# What you have to do
Scan the entries below for the word "server" and copy every line in which it occurs.

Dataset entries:

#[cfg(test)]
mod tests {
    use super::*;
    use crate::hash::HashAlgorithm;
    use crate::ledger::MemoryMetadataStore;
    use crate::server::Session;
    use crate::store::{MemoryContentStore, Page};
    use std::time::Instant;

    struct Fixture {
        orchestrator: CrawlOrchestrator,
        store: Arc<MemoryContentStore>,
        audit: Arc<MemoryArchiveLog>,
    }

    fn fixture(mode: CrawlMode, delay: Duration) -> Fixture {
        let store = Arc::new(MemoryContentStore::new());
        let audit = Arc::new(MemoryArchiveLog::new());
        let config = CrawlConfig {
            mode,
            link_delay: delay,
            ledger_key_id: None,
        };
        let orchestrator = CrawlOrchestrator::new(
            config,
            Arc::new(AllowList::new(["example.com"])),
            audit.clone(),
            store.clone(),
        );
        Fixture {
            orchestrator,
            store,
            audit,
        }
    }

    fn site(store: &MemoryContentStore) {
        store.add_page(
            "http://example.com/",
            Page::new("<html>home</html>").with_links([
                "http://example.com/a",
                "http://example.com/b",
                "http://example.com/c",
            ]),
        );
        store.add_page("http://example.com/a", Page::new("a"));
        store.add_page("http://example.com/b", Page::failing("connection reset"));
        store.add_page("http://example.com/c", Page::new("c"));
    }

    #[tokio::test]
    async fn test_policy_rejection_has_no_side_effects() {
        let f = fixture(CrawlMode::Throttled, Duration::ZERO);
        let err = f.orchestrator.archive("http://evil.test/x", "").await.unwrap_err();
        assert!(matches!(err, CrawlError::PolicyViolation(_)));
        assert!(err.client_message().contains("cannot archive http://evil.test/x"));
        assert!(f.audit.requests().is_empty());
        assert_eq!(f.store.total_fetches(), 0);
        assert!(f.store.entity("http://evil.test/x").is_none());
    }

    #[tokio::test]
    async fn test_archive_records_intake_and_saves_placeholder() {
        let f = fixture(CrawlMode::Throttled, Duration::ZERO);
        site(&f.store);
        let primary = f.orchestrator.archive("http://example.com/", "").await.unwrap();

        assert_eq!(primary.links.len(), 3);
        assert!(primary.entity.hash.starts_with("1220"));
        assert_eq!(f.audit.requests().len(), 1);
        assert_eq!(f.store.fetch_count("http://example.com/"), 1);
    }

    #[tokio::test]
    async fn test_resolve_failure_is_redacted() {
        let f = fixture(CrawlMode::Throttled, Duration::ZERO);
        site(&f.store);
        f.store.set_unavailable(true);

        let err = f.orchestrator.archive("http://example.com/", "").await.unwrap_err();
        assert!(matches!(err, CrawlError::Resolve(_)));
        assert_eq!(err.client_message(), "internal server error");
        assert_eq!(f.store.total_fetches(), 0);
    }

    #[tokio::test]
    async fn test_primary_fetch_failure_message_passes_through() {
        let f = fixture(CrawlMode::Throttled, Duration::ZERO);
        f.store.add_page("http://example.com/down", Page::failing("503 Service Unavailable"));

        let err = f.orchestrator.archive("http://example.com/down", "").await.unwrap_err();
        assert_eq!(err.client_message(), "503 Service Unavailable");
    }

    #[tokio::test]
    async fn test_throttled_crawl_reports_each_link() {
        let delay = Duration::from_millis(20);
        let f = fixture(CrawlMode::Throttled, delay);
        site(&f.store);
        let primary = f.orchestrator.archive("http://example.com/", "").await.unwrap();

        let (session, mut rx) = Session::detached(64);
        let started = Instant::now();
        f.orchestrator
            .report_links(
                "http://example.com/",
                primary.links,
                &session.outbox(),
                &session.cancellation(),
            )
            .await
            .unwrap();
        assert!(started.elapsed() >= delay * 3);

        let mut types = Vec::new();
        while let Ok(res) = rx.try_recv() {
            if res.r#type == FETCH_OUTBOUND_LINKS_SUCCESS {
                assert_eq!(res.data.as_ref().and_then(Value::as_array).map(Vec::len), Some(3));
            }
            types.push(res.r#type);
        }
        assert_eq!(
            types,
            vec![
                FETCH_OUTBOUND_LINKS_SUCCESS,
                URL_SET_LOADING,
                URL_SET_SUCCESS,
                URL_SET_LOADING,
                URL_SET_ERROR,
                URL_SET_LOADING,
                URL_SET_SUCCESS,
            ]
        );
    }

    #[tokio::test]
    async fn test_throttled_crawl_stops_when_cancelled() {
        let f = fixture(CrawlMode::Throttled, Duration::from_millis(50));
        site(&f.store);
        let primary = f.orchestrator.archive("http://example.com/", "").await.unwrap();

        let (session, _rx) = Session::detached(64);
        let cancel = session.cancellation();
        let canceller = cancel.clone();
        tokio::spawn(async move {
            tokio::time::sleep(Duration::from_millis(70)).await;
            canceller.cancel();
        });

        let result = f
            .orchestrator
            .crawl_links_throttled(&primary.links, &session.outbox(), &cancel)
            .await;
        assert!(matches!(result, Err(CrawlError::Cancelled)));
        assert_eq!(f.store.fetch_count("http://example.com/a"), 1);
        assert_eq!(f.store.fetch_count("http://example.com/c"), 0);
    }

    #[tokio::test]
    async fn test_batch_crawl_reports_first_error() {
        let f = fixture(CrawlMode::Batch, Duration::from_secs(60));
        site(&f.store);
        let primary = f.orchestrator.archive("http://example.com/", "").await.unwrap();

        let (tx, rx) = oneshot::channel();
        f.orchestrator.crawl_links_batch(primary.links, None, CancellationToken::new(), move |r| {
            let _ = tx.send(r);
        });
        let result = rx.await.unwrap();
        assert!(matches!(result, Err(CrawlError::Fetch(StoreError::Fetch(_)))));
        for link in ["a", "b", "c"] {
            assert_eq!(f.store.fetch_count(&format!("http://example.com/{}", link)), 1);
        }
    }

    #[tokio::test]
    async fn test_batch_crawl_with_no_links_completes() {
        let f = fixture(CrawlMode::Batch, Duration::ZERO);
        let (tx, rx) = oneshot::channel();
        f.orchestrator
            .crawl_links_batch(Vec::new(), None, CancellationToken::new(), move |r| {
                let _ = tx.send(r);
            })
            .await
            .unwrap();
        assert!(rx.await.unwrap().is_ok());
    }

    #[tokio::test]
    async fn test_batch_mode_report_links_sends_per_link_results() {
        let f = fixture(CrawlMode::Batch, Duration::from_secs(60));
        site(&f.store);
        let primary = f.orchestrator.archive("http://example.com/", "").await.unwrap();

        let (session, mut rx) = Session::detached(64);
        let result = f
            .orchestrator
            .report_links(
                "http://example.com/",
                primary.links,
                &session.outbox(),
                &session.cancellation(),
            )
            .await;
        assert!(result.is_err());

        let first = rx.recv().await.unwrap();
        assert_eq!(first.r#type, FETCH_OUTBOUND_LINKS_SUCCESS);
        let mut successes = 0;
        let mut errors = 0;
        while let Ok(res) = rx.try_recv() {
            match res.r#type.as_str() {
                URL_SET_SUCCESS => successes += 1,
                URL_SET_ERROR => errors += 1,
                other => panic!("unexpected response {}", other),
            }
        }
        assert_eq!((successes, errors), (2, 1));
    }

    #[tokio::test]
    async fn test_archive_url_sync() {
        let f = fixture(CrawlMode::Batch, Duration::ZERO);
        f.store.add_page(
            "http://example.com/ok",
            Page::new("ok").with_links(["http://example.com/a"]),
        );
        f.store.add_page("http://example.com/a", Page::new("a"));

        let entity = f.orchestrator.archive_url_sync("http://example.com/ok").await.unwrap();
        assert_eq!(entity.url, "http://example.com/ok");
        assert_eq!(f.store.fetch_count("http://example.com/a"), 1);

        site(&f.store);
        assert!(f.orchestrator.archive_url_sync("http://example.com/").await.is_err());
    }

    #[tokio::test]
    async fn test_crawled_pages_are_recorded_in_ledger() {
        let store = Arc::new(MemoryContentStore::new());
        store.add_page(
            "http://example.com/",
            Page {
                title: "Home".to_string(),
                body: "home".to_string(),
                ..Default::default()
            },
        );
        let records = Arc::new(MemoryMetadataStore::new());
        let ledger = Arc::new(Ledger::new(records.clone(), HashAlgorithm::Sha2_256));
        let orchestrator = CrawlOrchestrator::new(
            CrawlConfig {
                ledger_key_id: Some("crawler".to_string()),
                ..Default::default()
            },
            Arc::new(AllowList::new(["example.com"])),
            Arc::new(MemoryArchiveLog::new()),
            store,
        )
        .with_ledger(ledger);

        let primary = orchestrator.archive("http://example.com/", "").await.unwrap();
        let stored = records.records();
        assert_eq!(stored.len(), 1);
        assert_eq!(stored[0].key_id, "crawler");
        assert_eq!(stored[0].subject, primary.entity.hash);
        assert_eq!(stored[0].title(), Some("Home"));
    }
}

# Answer to this task
    use crate::server::Session;
        assert_eq!(err.client_message(), "internal server error");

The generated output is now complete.